SP ensaia produção de hemoderivados

O Estado de S.Paulo - Quarta-feira, 8 de Junho de 2005

qua, 08/06/2005 - 11h55 | Do Portal do Governo

O Instituto Butantã vai começar projeto piloto para isolá-los do sangue. A idéia é ter aval do governo para construir uma fábrica

Adriana Dias Lopes

Em setembro o Instituto Butantã, em São Paulo, começa uma nova empreitada: isolar três tipos de hemoderivados do sangue – proteínas usadas como medicamentos essenciais – com uma técnica chamada cromatografia (veja ao lado).
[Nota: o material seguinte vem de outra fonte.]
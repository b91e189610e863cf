//! Run statistics logging.

use log::info;
use strum::IntoEnumIterator;

use crate::error_handling::{ConnectionErrorKind, ProbeStats};

/// Logs the network failure counts per category.
///
/// Nothing is logged when every request succeeded.
pub fn print_error_statistics(stats: &ProbeStats) {
    let total_errors = stats.total_errors();
    if total_errors == 0 {
        return;
    }

    info!("Connection error counts ({} total):", total_errors);
    for kind in ConnectionErrorKind::iter() {
        let count = stats.get_error_count(kind);
        if count > 0 {
            info!("   {}: {}", kind.as_str(), count);
        }
    }
}

#[cfg(test)]
mod tests {
    use super::*;

    #[test]
    fn test_print_error_statistics_no_errors() {
        let stats = ProbeStats::new();
        print_error_statistics(&stats);
    }

    #[test]
    fn test_print_error_statistics_with_errors() {
        let stats = ProbeStats::new();
        stats.increment_error(ConnectionErrorKind::Timeout);
        stats.increment_error(ConnectionErrorKind::Connect);
        print_error_statistics(&stats);
    }
}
São eles: fator VIII e IX ( usados em hemofílicos) e proteína C (para septicemia). O segundo passo será isolar imunoglobulina, albumina e anti-tripcina.

O objetivo do Butantã é, na verdade, mais que aprimorar a tecnologia no País. Trata-se também de uma tentativa de cutucar o Ministério da Saúde para conseguir a permissão para construir uma empresa de hemoderivados na cidade. Cerca de 90% dos hemoderivados usados no País são hoje importados (vale lembrar a Operação Vampiro, de 2004, quando a Polícia Federal flagrou irregularidades na compra de hemoderivados).

O Brasil produz 100 mil litros por ano de plasma (a parte líquida do sangue, onde estão os hemoderivados) adequado para o uso, mas não tem capacidade industrial para isolar todos os tipos de proteínas do sangue.

No ano passado, foi sancionada a lei que aprova a criação da primeira empresa de hemoderivados no País, a Hemobrás. Ela será em Goiana, a 60 quilômetros do Recife (PE). ‘A construção da Hemobrás depende da tecnologia, mas a produção deve começar em 2009’, diz João Paulo Baccara, coordenador da Política Nacional de Sangue, do Ministério da Saúde. ‘Por enquanto, estamos discutindo o local do terreno.’

Mesmo com o ensaio clínico, o Butantã não pode produzir hemoderivados em larga escala porque não tem a permissão do governo. ‘Espero que meu teste sensibilize as autoridades’, diz Isaías Raw, diretor da divisão de Desenvolvimento Tecnológico e Produção do Butantã.

A permissão do governo para a produção dos hemoderivados em grande escala é fundamental porque quem estoca sangue no País são os hemocentros, instituições públicas. Cerca de 70% do plasma nacional está em hemocentros da região Sudeste, sendo 35% em São Paulo. ‘Queremos apenas ter o direito de também lidar com plasma em larga escala. Além de agora provar que temos tecnologia eficiente, temos mão-de-obra qualificada, projeto de construção da empresa e o governo estadual topa bancar a metade da fábrica’, argumenta Raw. ‘Proponho até ceder a técnica e o projeto de construção para Pernambuco. Em troca, quero a permissão para ter a fábrica.’

TÉCNICA IMPORTADA

O método de isolar as proteínas do sangue é motivo de outra discussão. De acordo com Baccara, não há chance de barganha. ‘Será aberta uma discussão no Ministério para a escolha do método. Mas, com quase toda certeza, ela será importada’, diz Baccara. As técnicas importadas pela Hemobrás deverão incluir o método de precipitação. ‘Não vamos usar a cromatografia em todo o processo. Ela nem é aprovada no Brasil’, diz Baccara. ‘Só existe a possibilidade de pensar em usá-la, se Raw apresentar o projeto registrado no País. Mas construir outra fábrica em São Paulo, impossível.’

Raw argumenta: ‘ A precipitação é inferior à cromatografia. Ela desperdiça uma série de proteínas, muitas não agüentam baixas temperaturas’. ‘Além disso,é registrado na Europa e na Austrália e é inclusive usada por uma das empresas que vende hemoderivados ao Brasil. E mais: com o ensaio clínico posso pedir a patente. O tempo para isso deve ser menor que o da construção da fábrica.’

O objetivo da escolha de Pernambuco para a construção da fábrica, de acordo com Baccara, é desconcentrar conhecimento. Em relação ao fato de que grande parte do plasma está no Sudeste, Baccara responde: ‘Pernambuco tem qualidades que compensam os gastos com transporte do plasma até o Nordeste, como água e ar puros.’